The client must be notified in writing at least 10 days (it may be more) prior to the date of terminating or denying services (UNLESS it is for one of the reasons stated in this section that does not require a 10-day notice). The date entered on the line, the effective date field, is 10 calendar days from the date of mailing the Notice (SFN 1647) or the next working day if it is a Saturday, Sunday, or legal holiday.

 

  1. Termination of a service is discontinuing the service. The client must be informed in writing of the Termination by providing the client with a completed SFN 1647 or the client may provide a written statement indicating they no longer want the service.
  2. Denial of a service may include denying the service to a new applicant or denying the number of units a current client requests.
    • After the SFN 1047 is received and a formal assessment is completed the client must be informed in writing of the Denial by providing the client with a completed SFN 1647 or the client may provide a written statement indicating they do not want the service.
    1. Reduction in services may include reducing the number of units or reducing the tasks in a specific category.
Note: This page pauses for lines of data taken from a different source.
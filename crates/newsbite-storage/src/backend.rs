//! Unencrypted persistence layer the store encrypts on top of

use crate::Result;
use async_trait::async_trait;
use parking_lot::RwLock;
use std::collections::BTreeMap;

/// Plain key-value persistence (AsyncStorage, SharedPreferences, a SQLite table).
///
/// Implementations are expected to serialize their own writes.
#[async_trait]
pub trait KeyValueBackend: Send + Sync {
    /// Read the bytes under `key`
    async fn get(&self, key: &str) -> Result<Option<Vec<u8>>>;

    /// Write `value` under `key`. Rejections must surface as `Error::StorageWrite`.
    async fn set(&self, key: &str, value: &[u8]) -> Result<()>;

    /// Delete `key`. Deleting an absent key succeeds.
    async fn remove(&self, key: &str) -> Result<()>;

    /// Delete every key owned by this backend
    async fn clear(&self) -> Result<()>;
}

/// In-memory backend
#[derive(Default)]
pub struct MemoryBackend {
    entries: RwLock<BTreeMap<String, Vec<u8>>>,
}

impl MemoryBackend {
    /// Create empty backend
    pub fn new() -> Self {
        Self::default()
    }

    /// Raw bytes under `key`, bypassing the store
    pub fn raw(&self, key: &str) -> Option<Vec<u8>> {
        self.entries.read().get(key).cloned()
    }

    /// Write raw bytes, bypassing the store (seeding legacy data)
    pub fn insert_raw(&self, key: &str, value: impl Into<Vec<u8>>) {
        self.entries.write().insert(key.to_string(), value.into());
    }

    /// Snapshot of every stored entry
    pub fn raw_entries(&self) -> Vec<(String, Vec<u8>)> {
        self.entries
            .read()
            .iter()
            .map(|(k, v)| (k.clone(), v.clone()))
            .collect()
    }

    /// Number of stored keys
    pub fn len(&self) -> usize {
        self.entries.read().len()
    }

    /// Whether the backend holds no keys
    pub fn is_empty(&self) -> bool {
        self.entries.read().is_empty()
    }
}

#[async_trait]
impl KeyValueBackend for MemoryBackend {
    async fn get(&self, key: &str) -> Result<Option<Vec<u8>>> {
        Ok(self.raw(key))
    }

    async fn set(&self, key: &str, value: &[u8]) -> Result<()> {
        self.entries.write().insert(key.to_string(), value.to_vec());
        Ok(())
    }

    async fn remove(&self, key: &str) -> Result<()> {
        self.entries.write().remove(key);
        Ok(())
    }

    async fn clear(&self) -> Result<()> {
        self.entries.write().clear();
        Ok(())
    }
}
A written reduction notice is required (the client agreeing with the reduction is not sufficient).

     

    If the service is reduced the client must be informed in writing of the reason(s) for the reduction in service on the SFN 662, the effective date of the reduction must be no sooner than 11 days after the client signs the SFN 662 and the client must be given a copy of the appeal rights printed on back of the SFN 662.

     

    Any of the reasons below do not require a 10-day notice:

    1. The client enters a nursing home.
    2. The county or Human Service Center has received in writing the client’s decision to terminate services.
    3. Client’s whereabouts are unknown and attempt to contact the client are supported by documentation in the client's file.
    4. State or federal government initiates a mass change which uniformly and similarly affects all similarly situated applicants, recipients, and households.
    5. Case Management has factual information confirming the death of the client.

     

    Termination of a Personal Care Service Plan (A Termination notice, SFN 1647, is required or the client can provide a written statement indicating they no longer want the service.)  

     

    Personal Care Service has not been used in 60 days:

    The authorization for personal care service may be terminated if the service is not used within 60 days, or if services lapse for at least 60 days, after the issuance of the authorization to provide personal care services.

     

    Health Welfare and Safety:

    The department may deny or terminate personal care services when service to the client presents an immediate threat to the health or safety of the client, the provider of the service, or others, or when the services that are available are not adequate to prevent a threat to the health or safety of the client, the provider of services, or others.

     

    The client is no longer eligible for Medicaid:

    The Case Manager must send a letter informing the client that eligibility for MSP-PC is dependent on eligibility for Medicaid (the right to appeal the closure of the Medicaid benefit is sent to the client by Economic Assistance).